Certo, tudo bem, você pode suprimir aquela comoção, como quem finge esquecer morangos rubros, outonais e suculentos na geladeira. Mas vamos encarar os fatos, ninguém esquece morangos na geladeira. Você sempre sabe. Eles estão lá e mexem contigo. Você espera o dia inteiro, às vezes a vida toda pra mordê-los de jeito. Morangos podres são lastimáveis.

Você pode dar na minha cara. Eu te perdôo. Mas não é assim que se põe os pensamentos em ordem. Eu mesma tentei esbofetear minha intuição, meus vazios, minha paixão, minha consciência íntima, meus pêsames. Não é assim que as coisas voltam pro lugar, se existe uma maneira de fazê-lo.

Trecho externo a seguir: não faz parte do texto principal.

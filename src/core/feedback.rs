//! Guess scoring
//!
//! Scoring a guess against the target produces one [`TileState`] per letter:
//! - `Correct`: right letter, right position (green)
//! - `WrongSpot`: letter present elsewhere in the target (yellow)
//! - `Incorrect`: letter not in the target, or already used up (gray)
//!
//! Duplicate letters are handled with a two-pass pool of remaining target
//! letters, so the number of `Correct` + `WrongSpot` marks for a letter
//! never exceeds its count in the target.

use super::{WORD_LENGTH, Word};

/// Visual state of a single grid tile
///
/// `Empty` and `Occupied` are pre-submission states written during input;
/// the other three are produced by scoring.
#[derive(Debug, Clone, Copy, PartialEq, Eq, Default)]
pub enum TileState {
    /// No letter entered
    #[default]
    Empty,
    /// Letter entered, row not yet submitted
    Occupied,
    /// Letter is in the correct position
    Correct,
    /// Letter is in the target, but at another position
    WrongSpot,
    /// Letter is not in the target
    Incorrect,
}

impl TileState {
    /// Whether this state was produced by scoring a submitted row
    #[inline]
    #[must_use]
    pub const fn is_scored(self) -> bool {
        matches!(self, Self::Correct | Self::WrongSpot | Self::Incorrect)
    }
}

/// Score `guess` against `target`, one state per position
///
/// # Algorithm
/// 1. First pass: mark exact position matches `Correct` and remove each
///    matched letter from the pool of available target letters.
/// 2. Second pass, left to right: a not-yet-marked letter still in the pool
///    becomes `WrongSpot` and consumes one occurrence; otherwise `Incorrect`.
///
/// The left-to-right consumption means that when a letter appears more often
/// in the guess than in the target, the earliest unmatched occurrence wins
/// the `WrongSpot` mark and later ones go gray.
///
/// # Examples
/// ```
/// use wordle_game::core::{TileState, Word, score};
///
/// let guess = Word::new("dance").unwrap();
/// let target = Word::new("crane").unwrap();
/// assert_eq!(
///     score(&guess, &target),
///     [
///         TileState::Incorrect,
///         TileState::WrongSpot,
///         TileState::WrongSpot,
///         TileState::WrongSpot,
///         TileState::Correct,
///     ]
/// );
/// ```
#[must_use]
pub fn score(guess: &Word, target: &Word) -> [TileState; WORD_LENGTH] {
    let mut result = [TileState::Incorrect; WORD_LENGTH];
    let mut available = target.char_counts();

    // First pass: exact matches
    // Allow: index needed to access guess[i], target[i], and set result[i]
    #[allow(clippy::needless_range_loop)]
    for i in 0..WORD_LENGTH {
        if guess.chars()[i] == target.chars()[i] {
            result[i] = TileState::Correct;

            // Remove from available pool
            let letter = guess.chars()[i];
            if let Some(count) = available.get_mut(&letter) {
                *count = count.saturating_sub(1);
            }
        }
    }

    // Second pass: wrong-position letters from the remaining pool
    // Allow: index needed to access guess[i] and check/set result[i]
    #[allow(clippy::needless_range_loop)]
    for i in 0..WORD_LENGTH {
        if result[i] != TileState::Correct {
            let letter = guess.chars()[i];
            if let Some(count) = available.get_mut(&letter)
                && *count > 0
            {
                result[i] = TileState::WrongSpot;
                *count -= 1;
            }
        }
    }

    result
}

#[cfg(test)]
mod tests {
    use super::*;
    use TileState::{Correct, Incorrect, WrongSpot};

    fn count_in(word: &Word, letter: u8) -> usize {
        word.chars().iter().filter(|&&c| c == letter).count()
    }

    #[test]
    fn score_all_gray() {
        let guess = Word::new("abcde").unwrap();
        let target = Word::new("fghij").unwrap();

        assert_eq!(score(&guess, &target), [Incorrect; WORD_LENGTH]);
    }

    #[test]
    fn score_all_green_against_itself() {
        for word in ["crane", "slate", "audio", "aaaaa"] {
            let w = Word::new(word).unwrap();
            assert_eq!(score(&w, &w), [Correct; WORD_LENGTH]);
        }
    }

    #[test]
    fn score_correct_iff_positions_match() {
        // Property from the rules: Correct at index i exactly when the
        // letters at i agree.
        let pairs = [
            ("crane", "slate"),
            ("dance", "crane"),
            ("speed", "erase"),
            ("allot", "apple"),
            ("aaaaa", "ababa"),
        ];

        for (g, t) in pairs {
            let guess = Word::new(g).unwrap();
            let target = Word::new(t).unwrap();
            let states = score(&guess, &target);

            for i in 0..WORD_LENGTH {
                assert_eq!(
                    states[i] == Correct,
                    guess.chars()[i] == target.chars()[i],
                    "position {i} of {g} vs {t}"
                );
            }
        }
    }

    #[test]
    fn score_marks_never_exceed_target_letter_count() {
        let pairs = [
            ("speed", "erase"),
            ("eerie", "speed"),
            ("allot", "apple"),
            ("mamma", "among"),
            ("aaaaa", "abbba"),
        ];

        for (g, t) in pairs {
            let guess = Word::new(g).unwrap();
            let target = Word::new(t).unwrap();
            let states = score(&guess, &target);

            for letter in b'a'..=b'z' {
                let marks = (0..WORD_LENGTH)
                    .filter(|&i| {
                        guess.chars()[i] == letter && matches!(states[i], Correct | WrongSpot)
                    })
                    .count();
                assert!(
                    marks <= count_in(&target, letter),
                    "letter {} over-marked in {g} vs {t}",
                    letter as char
                );
            }
        }
    }

    #[test]
    fn score_dance_against_crane() {
        let guess = Word::new("dance").unwrap();
        let target = Word::new("crane").unwrap();

        // d absent; a, n, c all present elsewhere; e exact
        assert_eq!(
            score(&guess, &target),
            [Incorrect, WrongSpot, WrongSpot, WrongSpot, Correct]
        );
    }

    #[test]
    fn score_apple_against_allot() {
        let guess = Word::new("apple").unwrap();
        let target = Word::new("allot").unwrap();

        // a exact; no p in allot; first l consumes one of allot's two l's
        // via the wrong-spot pool; e absent
        assert_eq!(
            score(&guess, &target),
            [Correct, Incorrect, Incorrect, WrongSpot, Incorrect]
        );
    }

    #[test]
    fn score_duplicate_guess_letter_single_target_letter() {
        // Guess has two e's, target has one: the earlier unmatched e takes
        // the WrongSpot, the later one goes gray.
        let guess = Word::new("geese").unwrap();
        let target = Word::new("angel").unwrap();
        assert_eq!(
            score(&guess, &target),
            [WrongSpot, WrongSpot, Incorrect, Incorrect, Incorrect]
        );
    }

    #[test]
    fn score_green_consumes_before_yellow() {
        // ROBOT vs FLOOR: first o is WrongSpot, second o is Correct, and
        // the exact match consumes its pool entry first.
        let guess = Word::new("robot").unwrap();
        let target = Word::new("floor").unwrap();

        assert_eq!(
            score(&guess, &target),
            [WrongSpot, WrongSpot, Incorrect, Correct, Incorrect]
        );
    }

    #[test]
    fn score_speed_against_erase() {
        let guess = Word::new("speed").unwrap();
        let target = Word::new("erase").unwrap();

        // s elsewhere, p absent, both e's elsewhere (erase has two), d absent
        assert_eq!(
            score(&guess, &target),
            [WrongSpot, Incorrect, WrongSpot, WrongSpot, Incorrect]
        );
    }

    #[test]
    fn tile_state_is_scored() {
        assert!(Correct.is_scored());
        assert!(WrongSpot.is_scored());
        assert!(Incorrect.is_scored());
        assert!(!TileState::Empty.is_scored());
        assert!(!TileState::Occupied.is_scored());
    }
}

Não entenda errado, eu amo você. Você será o pai dos meus filhos. Faço questão. Ninguém vai tomar seu lugar de meu melhor amigo, mais sincero amor. Entende? Diz que você me entende. Eu preciso que alguém compreenda isso e me explique esse amor. É que, não sei como dizer, eu me apaixonei por outro.

A culpa, se existe alguma, não é sua, pertence a quem criou cada pessoa diferente da outra - ele tem coisas que você nunca terá, nem eu seria capaz de exigir. Que tipo de coisas? Não cabe agora dizer, você nem mesmo vai acreditar, são belezas que só eu consigo ver, sentir, tocar, adorar. Por mais que você tente, nada será igual.

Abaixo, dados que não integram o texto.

//! Simple interactive CLI mode
//!
//! Line-oriented play without the TUI: type a whole guess, press enter, and
//! the grid is reprinted with colored feedback.

use crate::core::{Board, GameStatus, MAX_ATTEMPTS, TileState, WORD_LENGTH};
use colored::Colorize;
use std::io::{self, Write};

/// Run the simple interactive CLI mode
///
/// # Errors
///
/// Returns an error if there's an I/O error reading user input.
pub fn run_simple(board: &mut Board) -> Result<(), String> {
    println!("\n╔═══════════════════════════════════════════╗");
    println!("║                  WORDLE                   ║");
    println!("╚═══════════════════════════════════════════╝\n");

    println!("Guess the hidden {WORD_LENGTH}-letter word in {MAX_ATTEMPTS} tries.");
    println!("Feedback after each guess:\n");
    println!("  {} letter in the correct spot", " G ".black().on_green());
    println!("  {} letter in the word, wrong spot", " Y ".black().on_yellow());
    println!("  {} letter not in the word\n", " - ".white().on_bright_black());
    println!("Commands: 'quit' to exit, 'new' for a new word, 'retry' to replay the same word\n");

    loop {
        print_grid(board);

        match board.status() {
            GameStatus::Won => {
                let attempts = board.row_index() + 1;
                println!("\n{}", format!("You got it in {attempts}/{MAX_ATTEMPTS}!").green().bold());
            }
            GameStatus::Lost => {
                println!(
                    "\n{}",
                    format!("Out of guesses! The word was {}", board.target().text().to_uppercase())
                        .red()
                        .bold()
                );
            }
            GameStatus::InProgress => {}
        }

        let prompt = if board.is_over() {
            "new / retry / quit".to_string()
        } else {
            format!("Guess {}/{MAX_ATTEMPTS}", board.row_index() + 1)
        };

        let input = get_user_input(&prompt)?;

        match input.as_str() {
            "quit" | "exit" | "q" => break,
            "new" => {
                board.new_game();
                println!("\n{}", "New word picked - good luck!".cyan());
                continue;
            }
            "retry" => {
                board.retry();
                println!("\n{}", "Same word, fresh grid.".cyan());
                continue;
            }
            _ => {}
        }

        if board.is_over() {
            // Grid input is disabled; only the commands above apply
            continue;
        }

        if input.len() != WORD_LENGTH || !input.chars().all(|c| c.is_ascii_alphabetic()) {
            println!("\n{}", format!("Please enter a {WORD_LENGTH}-letter word.").red());
            continue;
        }

        for ch in input.chars() {
            board.input_letter(ch);
        }

        if board.submit_row().is_err() {
            println!("\n{}", "Not in word list!".red().bold());
            // Line-oriented mode: wipe the rejected row for the next guess
            for _ in 0..WORD_LENGTH {
                board.input_backspace();
            }
        }
    }

    Ok(())
}

fn print_grid(board: &Board) {
    println!();
    for row in board.rows() {
        print!("   ");
        for tile in row.tiles() {
            let letter = tile.letter().map_or(' ', |c| c.to_ascii_uppercase());
            let cell = format!(" {letter} ");

            let painted = match tile.state() {
                TileState::Correct => cell.black().on_green(),
                TileState::WrongSpot => cell.black().on_yellow(),
                TileState::Incorrect => cell.white().on_bright_black(),
                TileState::Occupied => cell.bold(),
                TileState::Empty => " · ".dimmed(),
            };
            print!("{painted} ");
        }
        println!("\n");
    }
}

fn get_user_input(prompt: &str) -> Result<String, String> {
    print!("{prompt}: ");
    io::stdout()
        .flush()
        .map_err(|e| format!("Failed to flush stdout: {e}"))?;

    let mut input = String::new();
    io::stdin()
        .read_line(&mut input)
        .map_err(|e| format!("Failed to read input: {e}"))?;

    Ok(input.trim().to_lowercase())
}
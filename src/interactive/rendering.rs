//! TUI rendering with ratatui
//!
//! Draws the tile grid, the transient invalid-word notice, and the win/loss
//! banner with its new-game/try-again affordances.

use super::app::App;
use crate::core::{GameStatus, Row, TileState};
use ratatui::{
    Frame,
    layout::{Alignment, Constraint, Direction, Layout, Rect},
    style::{Color, Modifier, Style},
    text::{Line, Span},
    widgets::{Block, BorderType, Borders, Paragraph},
};

/// Main UI rendering function
pub fn ui(f: &mut Frame, app: &App) {
    let chunks = Layout::default()
        .direction(Direction::Vertical)
        .constraints([
            Constraint::Length(3),  // Header
            Constraint::Length(14), // Grid
            Constraint::Length(4),  // Messages
            Constraint::Length(3),  // Key hints
        ])
        .split(f.area());

    render_header(f, chunks[0]);
    render_grid(f, app, chunks[1]);
    render_message(f, app, chunks[2]);
    render_hints(f, app, chunks[3]);
}

fn render_header(f: &mut Frame, area: Rect) {
    let header = Paragraph::new("WORDLE")
        .style(
            Style::default()
                .fg(Color::Cyan)
                .add_modifier(Modifier::BOLD),
        )
        .alignment(Alignment::Center)
        .block(
            Block::default()
                .borders(Borders::ALL)
                .border_type(BorderType::Rounded)
                .style(Style::default().fg(Color::Cyan)),
        );
    f.render_widget(header, area);
}

fn render_grid(f: &mut Frame, app: &App, area: Rect) {
    let mut lines = Vec::with_capacity(app.board.rows().len() * 2);

    for row in app.board.rows() {
        lines.push(row_line(row));
        lines.push(Line::default()); // spacing between rows
    }

    let grid = Paragraph::new(lines).alignment(Alignment::Center).block(
        Block::default()
            .borders(Borders::ALL)
            .border_type(BorderType::Rounded),
    );
    f.render_widget(grid, area);
}

fn row_line(row: &Row) -> Line<'static> {
    let mut spans = Vec::with_capacity(row.tiles().len() * 2);

    for tile in row.tiles() {
        let letter = tile.letter().map_or(' ', |c| c.to_ascii_uppercase());
        spans.push(Span::styled(
            format!(" {letter} "),
            tile_style(tile.state()),
        ));
        spans.push(Span::raw(" "));
    }

    Line::from(spans)
}

fn tile_style(state: TileState) -> Style {
    match state {
        TileState::Empty => Style::default().fg(Color::DarkGray).bg(Color::Black),
        TileState::Occupied => Style::default()
            .fg(Color::White)
            .bg(Color::Black)
            .add_modifier(Modifier::BOLD),
        TileState::Correct => Style::default()
            .fg(Color::Black)
            .bg(Color::Green)
            .add_modifier(Modifier::BOLD),
        TileState::WrongSpot => Style::default()
            .fg(Color::Black)
            .bg(Color::Yellow)
            .add_modifier(Modifier::BOLD),
        TileState::Incorrect => Style::default().fg(Color::White).bg(Color::DarkGray),
    }
}

fn render_message(f: &mut Frame, app: &App, area: Rect) {
    let mut lines = Vec::new();

    if app.board.invalid_word() {
        lines.push(Line::from(Span::styled(
            "Not in word list",
            Style::default().fg(Color::Red).add_modifier(Modifier::BOLD),
        )));
    }

    match app.board.status() {
        GameStatus::Won => {
            let attempts = app.board.row_index() + 1;
            lines.push(Line::from(Span::styled(
                format!("You got it in {attempts}/6!"),
                Style::default()
                    .fg(Color::Green)
                    .add_modifier(Modifier::BOLD),
            )));
        }
        GameStatus::Lost => {
            lines.push(Line::from(Span::styled(
                format!(
                    "Out of guesses! The word was {}",
                    app.board.target().text().to_uppercase()
                ),
                Style::default().fg(Color::Red).add_modifier(Modifier::BOLD),
            )));
        }
        GameStatus::InProgress => {}
    }

    let message = Paragraph::new(lines).alignment(Alignment::Center).block(
        Block::default()
            .borders(Borders::ALL)
            .border_type(BorderType::Rounded),
    );
    f.render_widget(message, area);
}

fn render_hints(f: &mut Frame, app: &App, area: Rect) {
    // New-game / try-again affordances only appear once the game is over
    let hints = if app.board.is_over() {
        "n: new word | r: try again | q: quit"
    } else {
        "type letters | Enter: submit | Backspace: delete | Esc: quit"
    };

    let status = Paragraph::new(hints)
        .style(Style::default().fg(Color::DarkGray))
        .alignment(Alignment::Center)
        .block(
            Block::default()
                .borders(Borders::ALL)
                .border_type(BorderType::Rounded),
        );
    f.render_widget(status, area);
}
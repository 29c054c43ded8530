//! Word list loading utilities
//!
//! Loads line-delimited word lists from files or converts the embedded
//! constants, skipping any lines that are not valid words.

use crate::core::Word;
use std::fs;
use std::io;
use std::path::Path;

/// Load words from a line-delimited file
///
/// Returns a vector of valid [`Word`]s, skipping blank and invalid lines.
///
/// # Errors
///
/// Returns an I/O error if the file cannot be read or opened.
///
/// # Examples
/// ```no_run
/// use wordle_game::wordlists::loader::load_from_file;
///
/// let words = load_from_file("data/solutions.txt").unwrap();
/// println!("Loaded {} words", words.len());
/// ```
pub fn load_from_file<P: AsRef<Path>>(path: P) -> io::Result<Vec<Word>> {
    let content = fs::read_to_string(path)?;

    let words = content
        .lines()
        .filter_map(|line| {
            let trimmed = line.trim();
            if trimmed.is_empty() {
                None
            } else {
                Word::new(trimmed).ok()
            }
        })
        .collect();

    Ok(words)
}

/// Convert embedded string slice to Word vector
///
/// # Examples
/// ```
/// use wordle_game::wordlists::loader::words_from_slice;
/// use wordle_game::wordlists::SOLUTIONS;
///
/// let words = words_from_slice(SOLUTIONS);
/// assert_eq!(words.len(), SOLUTIONS.len());
/// ```
#[must_use]
pub fn words_from_slice(slice: &[&str]) -> Vec<Word> {
    slice.iter().filter_map(|&s| Word::new(s).ok()).collect()
}

#[cfg(test)]
mod tests {
    use super::*;

    #[test]
    fn words_from_slice_converts_valid_words() {
        let input = &["crane", "slate", "irate"];
        let words = words_from_slice(input);

        assert_eq!(words.len(), 3);
        assert_eq!(words[0].text(), "crane");
        assert_eq!(words[1].text(), "slate");
        assert_eq!(words[2].text(), "irate");
    }

    #[test]
    fn words_from_slice_skips_invalid() {
        let input = &["crane", "toolong", "abc", "sl8te", "slate"];
        let words = words_from_slice(input);

        assert_eq!(words.len(), 2);
        assert_eq!(words[0].text(), "crane");
        assert_eq!(words[1].text(), "slate");
    }

    #[test]
    fn words_from_slice_empty() {
        let input: &[&str] = &[];
        let words = words_from_slice(input);
        assert_eq!(words.len(), 0);
    }

    #[test]
    fn load_from_embedded_solutions() {
        use crate::wordlists::SOLUTIONS;

        let words = words_from_slice(SOLUTIONS);
        assert_eq!(words.len(), SOLUTIONS.len());
    }
}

Ou vai ver a culpa é toda minha, por não ter medo de viver meus próprios desejos, comer os morangos. Meu destino é você? Eu sei. E eu aceito esse meu destino. Mas acho que o destino é uma condição que a gente só fica sabendo qual é no fim das contas, como um muro construído aos poucos, com tijolos de acaso.

Você provavelmente vai me mandar lavar a boca agora, mas eu respeito você. De verdade. Mas amor, esse novo amor, forte amor, feito muito mais de desejo do que qualquer tipo de medo, não respira onde há reverência. Respeitar é uma forma de temer, evitar a colisão. Respeitar é acatar, cumprir, poupar, honrar, pertencer. O diabo do respeito nunca me deixou rir.

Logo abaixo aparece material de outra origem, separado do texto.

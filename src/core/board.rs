//! Game board state machine
//!
//! [`Board`] owns the 6x5 tile grid, the cursor, the hidden target word and
//! the game status, and processes one abstract input [`Action`] at a time.
//! Every action is applied synchronously and atomically; once the status
//! leaves `InProgress`, further input is ignored until [`Board::new_game`]
//! or [`Board::retry`].

use super::{MAX_ATTEMPTS, TileState, WORD_LENGTH, Word, score};
use crate::wordlists::WordLists;
use rand::SeedableRng;
use rand::rngs::StdRng;
use std::fmt;

/// A single grid cell: an optional letter plus its visual state
#[derive(Debug, Clone, Copy, Default, PartialEq, Eq)]
pub struct Tile {
    letter: Option<char>,
    state: TileState,
}

impl Tile {
    /// The letter in this tile, if any
    #[inline]
    #[must_use]
    pub const fn letter(&self) -> Option<char> {
        self.letter
    }

    /// The tile's current visual state
    #[inline]
    #[must_use]
    pub const fn state(&self) -> TileState {
        self.state
    }

    fn clear(&mut self) {
        self.letter = None;
        self.state = TileState::Empty;
    }
}

/// One guess row of the grid
#[derive(Debug, Clone, Default, PartialEq, Eq)]
pub struct Row {
    tiles: [Tile; WORD_LENGTH],
}

impl Row {
    /// The row's tiles in order
    #[inline]
    #[must_use]
    pub const fn tiles(&self) -> &[Tile; WORD_LENGTH] {
        &self.tiles
    }

    /// The row's letters concatenated, empty tiles as spaces
    #[must_use]
    pub fn word(&self) -> String {
        self.tiles.iter().map(|t| t.letter.unwrap_or(' ')).collect()
    }

    fn clear(&mut self) {
        for tile in &mut self.tiles {
            tile.clear();
        }
    }
}

/// Overall game status; transitions only move forward
#[derive(Debug, Clone, Copy, PartialEq, Eq)]
pub enum GameStatus {
    InProgress,
    Won,
    Lost,
}

/// Abstract input action, decoupled from any concrete input device
#[derive(Debug, Clone, Copy, PartialEq, Eq)]
pub enum Action {
    /// A letter key was pressed
    Letter(char),
    /// Delete the letter before the cursor
    Backspace,
    /// Submit the current row for scoring
    Submit,
}

/// Recoverable error from submitting a row
#[derive(Debug, Clone, Copy, PartialEq, Eq)]
pub enum SubmitError {
    /// The submitted word is not in the allowed-guess list
    NotInWordList,
}

impl fmt::Display for SubmitError {
    fn fmt(&self, f: &mut fmt::Formatter<'_>) -> fmt::Result {
        match self {
            Self::NotInWordList => write!(f, "not in word list"),
        }
    }
}

impl std::error::Error for SubmitError {}

/// The game state machine
///
/// Holds the grid, cursor, target word and status. All mutation goes through
/// the input methods below; tiles never mutate themselves.
pub struct Board<'a> {
    lists: &'a WordLists,
    rng: StdRng,
    target: Word,
    rows: [Row; MAX_ATTEMPTS],
    row_index: usize,
    tile_index: usize,
    status: GameStatus,
    invalid_word: bool,
}

impl<'a> Board<'a> {
    /// Create a board with an OS-seeded RNG and a freshly picked target
    #[must_use]
    pub fn new(lists: &'a WordLists) -> Self {
        Self::with_rng(lists, StdRng::from_os_rng())
    }

    /// Create a board with a fixed seed, for reproducible games
    #[must_use]
    pub fn with_seed(lists: &'a WordLists, seed: u64) -> Self {
        Self::with_rng(lists, StdRng::seed_from_u64(seed))
    }

    /// Create a board using the given RNG for target selection
    #[must_use]
    pub fn with_rng(lists: &'a WordLists, mut rng: StdRng) -> Self {
        let target = lists.pick_solution(&mut rng).clone();

        Self {
            lists,
            rng,
            target,
            rows: Default::default(),
            row_index: 0,
            tile_index: 0,
            status: GameStatus::InProgress,
            invalid_word: false,
        }
    }

    /// Clear the grid and pick a new target word
    pub fn new_game(&mut self) {
        self.clear_grid();
        self.target = self.lists.pick_solution(&mut self.rng).clone();
    }

    /// Clear the grid but keep the same target word
    ///
    /// This is the "try again" affordance: another run at the word you just
    /// missed.
    pub fn retry(&mut self) {
        self.clear_grid();
    }

    fn clear_grid(&mut self) {
        for row in &mut self.rows {
            row.clear();
        }
        self.row_index = 0;
        self.tile_index = 0;
        self.status = GameStatus::InProgress;
        self.invalid_word = false;
    }

    /// Apply one abstract input action
    ///
    /// # Errors
    /// Returns [`SubmitError::NotInWordList`] when a `Submit` action carries
    /// a word outside the allowed list; the row stays editable.
    pub fn apply(&mut self, action: Action) -> Result<(), SubmitError> {
        match action {
            Action::Letter(ch) => {
                self.input_letter(ch);
                Ok(())
            }
            Action::Backspace => {
                self.input_backspace();
                Ok(())
            }
            Action::Submit => self.submit_row(),
        }
    }

    /// Type a letter into the current row
    ///
    /// Ignored unless the game is in progress, the row has space, and `ch`
    /// is an ASCII letter. Letters are stored lowercase.
    pub fn input_letter(&mut self, ch: char) {
        if self.status != GameStatus::InProgress
            || self.tile_index >= WORD_LENGTH
            || !ch.is_ascii_alphabetic()
        {
            return;
        }

        let tile = &mut self.rows[self.row_index].tiles[self.tile_index];
        tile.letter = Some(ch.to_ascii_lowercase());
        tile.state = TileState::Occupied;
        self.tile_index += 1;
    }

    /// Delete the letter before the cursor
    ///
    /// The cursor floors at the start of the row; deleting there is a no-op
    /// on the grid. Also dismisses the invalid-word notice.
    pub fn input_backspace(&mut self) {
        if self.status != GameStatus::InProgress {
            return;
        }

        self.invalid_word = false;
        self.tile_index = self.tile_index.saturating_sub(1);
        self.rows[self.row_index].tiles[self.tile_index].clear();
    }

    /// Submit the current row for validation and scoring
    ///
    /// Ignored unless the row is full and the game is in progress. An
    /// unknown word sets the invalid-word notice and returns an error
    /// without touching the grid or cursor; the attempt is not consumed.
    ///
    /// # Errors
    /// Returns [`SubmitError::NotInWordList`] for a word outside the
    /// allowed list.
    ///
    /// # Panics
    /// Will not panic - a full row always forms a valid `Word`.
    pub fn submit_row(&mut self) -> Result<(), SubmitError> {
        if self.status != GameStatus::InProgress || self.tile_index < WORD_LENGTH {
            return Ok(());
        }

        // A full row holds WORD_LENGTH lowercase ASCII letters
        let guess = Word::new(self.rows[self.row_index].word()).expect("full row is a valid word");

        if !self.lists.is_allowed(&guess) {
            self.invalid_word = true;
            return Err(SubmitError::NotInWordList);
        }

        self.invalid_word = false;
        let states = score(&guess, &self.target);
        let won = states.iter().all(|&s| s == TileState::Correct);
        for (tile, state) in self.rows[self.row_index].tiles.iter_mut().zip(states) {
            tile.state = state;
        }

        if won {
            self.status = GameStatus::Won;
        } else {
            self.row_index += 1;
            self.tile_index = 0;
            if self.row_index == MAX_ATTEMPTS {
                self.status = GameStatus::Lost;
            }
        }

        Ok(())
    }

    /// All rows of the grid, for rendering
    #[inline]
    #[must_use]
    pub const fn rows(&self) -> &[Row; MAX_ATTEMPTS] {
        &self.rows
    }

    /// Index of the row currently accepting input
    #[inline]
    #[must_use]
    pub const fn row_index(&self) -> usize {
        self.row_index
    }

    /// Index of the next tile to fill within the current row
    #[inline]
    #[must_use]
    pub const fn tile_index(&self) -> usize {
        self.tile_index
    }

    /// Current game status
    #[inline]
    #[must_use]
    pub const fn status(&self) -> GameStatus {
        self.status
    }

    /// The hidden target word
    ///
    /// Front-ends reveal it when the game is lost.
    #[inline]
    #[must_use]
    pub const fn target(&self) -> &Word {
        &self.target
    }

    /// Whether the invalid-word notice should be shown
    #[inline]
    #[must_use]
    pub const fn invalid_word(&self) -> bool {
        self.invalid_word
    }

    /// Whether the game has ended, enabling new-game/try-again affordances
    #[inline]
    #[must_use]
    pub const fn is_over(&self) -> bool {
        !matches!(self.status, GameStatus::InProgress)
    }
}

É por isso que não se ama e respeita a mesma pessoa. O amor é uma nave desgovernada trucidando o que vê pela frente, sem considerar nada que separe: ausência, poder, submissão, reverência. É por isso que não existe pra mim uma explicação plausível ou sonora, que grite mais alto que a minha contradição. Quando o medo não evita, o amor acontece

Nenhum comentário:

Postar um comentário

Comenta aí !!!!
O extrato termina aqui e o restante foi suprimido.